---- PROVIDED RECORDS

//! Perceptual color difference (Delta E).
//!
//! [`ciede2000`] is the metric used throughout the engine, both to analyze
//! finished palettes and to steer the perceptual search in
//! [`crate::generate`]. CIE76 is kept for comparison.
//!
//! Rough reading of CIEDE2000 values:
//! - below 1: not perceptible
//! - 1-2: perceptible on close inspection
//! - 2-10: perceptible at a glance
//! - 11-49: more similar than opposite
//! - above 50: opposite colors

use std::f64::consts::PI;

use serde::Serialize;

use crate::color::{rgb_to_lab, Lab, Rgb};
use crate::error::PaletteError;

/// 25^7, the chroma normalization constant in CIEDE2000.
const POW25_7: f64 = 6_103_515_625.0;

/// CIEDE2000 color difference between two Lab colors.
///
/// Implements CIE Technical Report 142-2001 with unit parametric factors
/// (kL = kC = kH = 1). Symmetric in its arguments and zero for identical inputs.
pub fn ciede2000(lab1: Lab, lab2: Lab) -> f64 {
    let c1_ab = lab1.a.hypot(lab1.b);
    let c2_ab = lab2.a.hypot(lab2.b);
    let c_ab_mean_pow7 = ((c1_ab + c2_ab) / 2.0).powi(7);
    let g = 0.5 * (1.0 - (c_ab_mean_pow7 / (c_ab_mean_pow7 + POW25_7)).sqrt());

    let a1_prime = lab1.a * (1.0 + g);
    let a2_prime = lab2.a * (1.0 + g);
    let c1_prime = a1_prime.hypot(lab1.b);
    let c2_prime = a2_prime.hypot(lab2.b);
    let h1_prime = hue_angle(a1_prime, lab1.b);
    let h2_prime = hue_angle(a2_prime, lab2.b);

    let delta_l_prime = lab2.l - lab1.l;
    let delta_c_prime = c2_prime - c1_prime;
    let delta_h_prime = if c1_prime * c2_prime == 0.0 {
        0.0
    } else {
        match h2_prime - h1_prime {
            d if d > 180.0 => d - 360.0,
            d if d < -180.0 => d + 360.0,
            d => d,
        }
    };
    let delta_big_h_prime =
        2.0 * (c1_prime * c2_prime).sqrt() * (delta_h_prime.to_radians() / 2.0).sin();

    let l_prime_mean = (lab1.l + lab2.l) / 2.0;
    let c_prime_mean = (c1_prime + c2_prime) / 2.0;
    let h_prime_mean = if c1_prime * c2_prime == 0.0 {
        h1_prime + h2_prime
    } else if (h1_prime - h2_prime).abs() <= 180.0 {
        (h1_prime + h2_prime) / 2.0
    } else if h1_prime + h2_prime < 360.0 {
        (h1_prime + h2_prime + 360.0) / 2.0
    } else {
        (h1_prime + h2_prime - 360.0) / 2.0
    };

    let h_rad = h_prime_mean.to_radians();
    let t = 1.0 - 0.17 * (h_rad - PI / 6.0).cos()
        + 0.24 * (2.0 * h_rad).cos()
        + 0.32 * (3.0 * h_rad + PI / 30.0).cos()
        - 0.20 * (4.0 * h_rad - 63.0_f64.to_radians()).cos();

    let l_offset_sq = (l_prime_mean - 50.0).powi(2);
    let sl = 1.0 + (0.015 * l_offset_sq) / (20.0 + l_offset_sq).sqrt();
    let sc = 1.0 + 0.045 * c_prime_mean;
    let sh = 1.0 + 0.015 * c_prime_mean * t;

    let delta_theta = 30.0 * (-((h_prime_mean - 275.0) / 25.0).powi(2)).exp();
    let c_prime_mean_pow7 = c_prime_mean.powi(7);
    let rc = 2.0 * (c_prime_mean_pow7 / (c_prime_mean_pow7 + POW25_7)).sqrt();
    let rt = -(2.0 * delta_theta).to_radians().sin() * rc;

    let term_l = delta_l_prime / sl;
    let term_c = delta_c_prime / sc;
    let term_h = delta_big_h_prime / sh;

    (term_l * term_l + term_c * term_c + term_h * term_h + rt * term_c * term_h)
        .max(0.0)
        .sqrt()
}

/// Hue angle in degrees in `[0, 360)`, 0 for the achromatic axis.
fn hue_angle(a: f64, b: f64) -> f64 {
    if a == 0.0 && b == 0.0 {
        0.0
    } else {
        b.atan2(a).to_degrees().rem_euclid(360.0)
    }
}

/// CIE76 color difference: Euclidean distance in Lab.
pub fn delta_e_76(lab1: Lab, lab2: Lab) -> f64 {
    let dl = lab1.l - lab2.l;
    let da = lab1.a - lab2.a;
    let db = lab1.b - lab2.b;
    (dl * dl + da * da + db * db).sqrt()
}

/// CIEDE2000 difference between two RGB colors.
pub fn delta_e_rgb(color1: Rgb, color2: Rgb) -> f64 {
    ciede2000(rgb_to_lab(color1), rgb_to_lab(color2))
}

/// CIEDE2000 difference between two hex colors.
///
/// Fails with `PaletteError::InvalidFormat` if either string is not a valid hex color.
pub fn delta_e(color1: &str, color2: &str) -> Result<f64, PaletteError> {
    Ok(delta_e_rgb(Rgb::from_hex(color1)?, Rgb::from_hex(color2)?))
}

/// Distance between one palette entry and the next.
#[derive(Debug, Clone, Copy, PartialEq, Serialize)]
pub struct DistanceStep {
    pub from: Rgb,
    pub to: Rgb,
    pub delta_e: f64,
}

/// CIEDE2000 distances between each pair of consecutive colors.
///
/// Returns an empty series for fewer than two colors.
pub fn distance_series(colors: &[Rgb]) -> Vec<DistanceStep> {
    colors
        .windows(2)
        .map(|pair| DistanceStep {
            from: pair[0],
            to: pair[1],
            delta_e: delta_e_rgb(pair[0], pair[1]),
        })
        .collect()
}

/// How evenly a palette is spaced, judged by the spread of its step distances.
#[derive(Debug, Clone, Copy, PartialEq, Eq, Serialize)]
#[serde(rename_all = "snake_case")]
pub enum Spacing {
    /// Standard deviation below 3.
    VeryUniform,
    /// Standard deviation below 5.
    Good,
    Uneven,
}

/// Whether the average step reads as too subtle, comfortable or jarring.
#[derive(Debug, Clone, Copy, PartialEq, Eq, Serialize)]
#[serde(rename_all = "snake_case")]
pub enum Contrast {
    /// Average step below 10.
    TooSimilar,
    Good,
    /// Average step above 50.
    TooDifferent,
}

/// Widest gap between the largest and smallest step of a consistent palette.
pub const MAX_CONSISTENT_RANGE: f64 = 20.0;

/// Summary statistics over a [`distance_series`].
#[derive(Debug, Clone, Copy, PartialEq, Serialize)]
pub struct DistanceStats {
    pub average: f64,
    pub min: f64,
    pub max: f64,
    /// Population standard deviation.
    pub std_dev: f64,
    pub spacing: Spacing,
    pub contrast: Contrast,
    /// `max - min` is at most [`MAX_CONSISTENT_RANGE`].
    pub consistent: bool,
}

impl DistanceStats {
    /// Summarizes a distance series. Returns `None` for an empty series.
    pub fn from_series(series: &[DistanceStep]) -> Option<Self> {
        if series.is_empty() {
            return None;
        }
        let n = series.len() as f64;
        let values = || series.iter().map(|step| step.delta_e);
        let average = values().sum::<f64>() / n;
        let min = values().fold(f64::INFINITY, f64::min);
        let max = values().fold(f64::NEG_INFINITY, f64::max);
        let std_dev = (values().map(|d| (d - average).powi(2)).sum::<f64>() / n).sqrt();
        let spacing = if std_dev < 3.0 {
            Spacing::VeryUniform
        } else if std_dev < 5.0 {
            Spacing::Good
        } else {
            Spacing::Uneven
        };
        let contrast = if average < 10.0 {
            Contrast::TooSimilar
        } else if average > 50.0 {
            Contrast::TooDifferent
        } else {
            Contrast::Good
        };
        Some(Self {
            average,
            min,
            max,
            std_dev,
            spacing,
            contrast,
            consistent: max - min <= MAX_CONSISTENT_RANGE,
        })
    }

    /// Convenience: statistics over the consecutive distances of `colors`.
    pub fn for_colors(colors: &[Rgb]) -> Option<Self> {
        Self::from_series(&distance_series(colors))
    }
}
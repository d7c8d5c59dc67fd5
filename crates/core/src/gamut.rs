//! sRGB gamut detection and mapping for LCh colors.
//!
//! Most LCh triples with high chroma have no sRGB equivalent. These helpers
//! decide whether a triple is displayable and, when it is not, pull it back
//! into gamut by reducing chroma, moving lightness, or both.

use std::fmt;
use std::str::FromStr;

use serde::{Deserialize, Serialize};

use crate::color::{lch_to_srgb_unclamped, normalize_hue, Lch};
use crate::error::PaletteError;

/// Slack allowed on each sRGB channel before a color counts as out of gamut.
///
/// The forward and inverse XYZ matrices are only inverse to about seven
/// digits, so pure white lands a hair above 1.0.
const CHANNEL_TOLERANCE: f64 = 1e-5;

/// Slack on the `[0, 100]` lightness range. The Y row of the forward matrix
/// sums to 1.0000001, which puts pure white at L = 100.000004.
const LIGHTNESS_TOLERANCE: f64 = 1e-4;

/// Upper bound the chroma search starts from. sRGB peaks near 134 (pure blue),
/// so the search extends past this bound when needed.
pub const MAX_SEARCH_CHROMA: f64 = 130.0;

/// Width of the final bracket in [`find_max_in_gamut_chroma`].
const CHROMA_PRECISION: f64 = 0.5;

/// Largest lightness offset scanned when preserving chroma.
const CHROMA_PRESERVING_SCAN: u32 = 49;

/// Largest lightness offset scanned when minimizing joint deviation.
const JOINT_SCAN: u32 = 25;

/// Which component [`adjust_lch_to_gamut`] keeps fixed.
#[derive(Debug, Clone, Copy, Default, PartialEq, Eq, Serialize, Deserialize)]
#[serde(rename_all = "lowercase")]
pub enum Preserve {
    /// Keep lightness, reduce chroma.
    #[default]
    Lightness,
    /// Keep chroma, move lightness; falls back to `Lightness` when no lightness admits it.
    Chroma,
    /// Move both, minimizing the combined deviation.
    Both,
}

impl fmt::Display for Preserve {
    fn fmt(&self, f: &mut fmt::Formatter<'_>) -> fmt::Result {
        f.write_str(match self {
            Preserve::Lightness => "lightness",
            Preserve::Chroma => "chroma",
            Preserve::Both => "both",
        })
    }
}

impl FromStr for Preserve {
    type Err = PaletteError;

    fn from_str(s: &str) -> Result<Self, Self::Err> {
        match s {
            "lightness" => Ok(Preserve::Lightness),
            "chroma" => Ok(Preserve::Chroma),
            "both" => Ok(Preserve::Both),
            other => Err(PaletteError::UnsupportedMethod(format!(
                "unknown gamut preservation strategy '{other}'"
            ))),
        }
    }
}

/// Returns true if all three unit sRGB channels are within `[0, 1]`.
pub fn srgb_in_gamut(r: f64, g: f64, b: f64) -> bool {
    [r, g, b]
        .iter()
        .all(|c| (-CHANNEL_TOLERANCE..=1.0 + CHANNEL_TOLERANCE).contains(c))
}

fn lightness_in_range(l: f64) -> bool {
    (-LIGHTNESS_TOLERANCE..=100.0 + LIGHTNESS_TOLERANCE).contains(&l)
}

/// Returns true if the LCh color maps to a displayable sRGB color.
///
/// Lightness must lie in `[0, 100]` and the unclamped sRGB channels in
/// `[0, 1]`. Non-finite inputs are never in gamut.
pub fn is_in_gamut(lch: Lch) -> bool {
    if !(lch.l.is_finite() && lch.c.is_finite() && lch.h.is_finite()) {
        return false;
    }
    if !lightness_in_range(lch.l) {
        return false;
    }
    let [r, g, b] = lch_to_srgb_unclamped(lch);
    srgb_in_gamut(r, g, b)
}

/// Finds the largest chroma that keeps `(lightness, chroma, hue)` in gamut.
///
/// Binary search to within half a chroma unit. The result is always in gamut
/// and `result + 1.0` never is. Lightness outside `[0, 100]` has no in-gamut
/// chroma and yields 0.
pub fn find_max_in_gamut_chroma(lightness: f64, hue: f64) -> f64 {
    if !is_in_gamut(Lch::new(lightness, 0.0, hue)) {
        return 0.0;
    }
    let mut low = 0.0;
    let mut high = MAX_SEARCH_CHROMA;
    while is_in_gamut(Lch::new(lightness, high, hue)) {
        low = high;
        high *= 2.0;
    }
    while high - low > CHROMA_PRECISION {
        let mid = (low + high) / 2.0;
        if is_in_gamut(Lch::new(lightness, mid, hue)) {
            low = mid;
        } else {
            high = mid;
        }
    }
    low
}

/// Maps an LCh color into the sRGB gamut.
///
/// In-gamut inputs are returned unchanged. Otherwise lightness is first
/// clamped into `[0, 100]` (non-finite components are replaced by neutral
/// values) and the chosen [`Preserve`] strategy is applied. The result always
/// satisfies [`is_in_gamut`].
pub fn adjust_lch_to_gamut(lch: Lch, preserve: Preserve) -> Lch {
    if is_in_gamut(lch) {
        return lch;
    }
    let l = if lch.l.is_finite() {
        lch.l.clamp(0.0, 100.0)
    } else {
        50.0
    };
    let c = if lch.c.is_finite() { lch.c.max(0.0) } else { 0.0 };
    let h = if lch.h.is_finite() {
        normalize_hue(lch.h)
    } else {
        0.0
    };
    let sanitized = Lch::new(l, c, h);
    if is_in_gamut(sanitized) {
        return sanitized;
    }

    let adjusted = match preserve {
        Preserve::Lightness => preserve_lightness(sanitized),
        Preserve::Chroma => preserve_chroma(sanitized).unwrap_or_else(|| preserve_lightness(sanitized)),
        Preserve::Both => minimize_deviation(sanitized),
    };
    tracing::trace!(
        from_l = lch.l,
        from_c = lch.c,
        to_l = adjusted.l,
        to_c = adjusted.c,
        h = adjusted.h,
        %preserve,
        "mapped LCh into sRGB gamut"
    );
    adjusted
}

fn preserve_lightness(lch: Lch) -> Lch {
    Lch::new(lch.l, find_max_in_gamut_chroma(lch.l, lch.h), lch.h)
}

/// Scans lightness outward from the original, nearest first, brighter before darker.
fn preserve_chroma(lch: Lch) -> Option<Lch> {
    (1..=CHROMA_PRESERVING_SCAN)
        .flat_map(|offset| [f64::from(offset), -f64::from(offset)])
        .map(|offset| Lch::new(lch.l + offset, lch.c, lch.h))
        .find(|candidate| (0.0..=100.0).contains(&candidate.l) && is_in_gamut(*candidate))
}

/// Tries lightness offsets around the original and keeps the candidate whose
/// summed lightness and chroma deviation is smallest. Offset zero is the
/// lightness-preserving answer, so the result is never worse than it.
fn minimize_deviation(lch: Lch) -> Lch {
    let mut best = preserve_lightness(lch);
    let mut best_cost = (lch.c - best.c).abs();
    for offset in 1..=JOINT_SCAN {
        for signed in [f64::from(offset), -f64::from(offset)] {
            let l = lch.l + signed;
            if !(0.0..=100.0).contains(&l) || signed.abs() >= best_cost {
                continue;
            }
            let c = lch.c.min(find_max_in_gamut_chroma(l, lch.h));
            let cost = signed.abs() + (lch.c - c).abs();
            if cost < best_cost {
                best = Lch::new(l, c, lch.h);
                best_cost = cost;
            }
        }
    }
    best
}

--------

Whenever a line in the records contains the word "above", copy that line.

//! - above 50: opposite colors
    /// Average step above 50.
/// digits, so pure white lands a hair above 1.0.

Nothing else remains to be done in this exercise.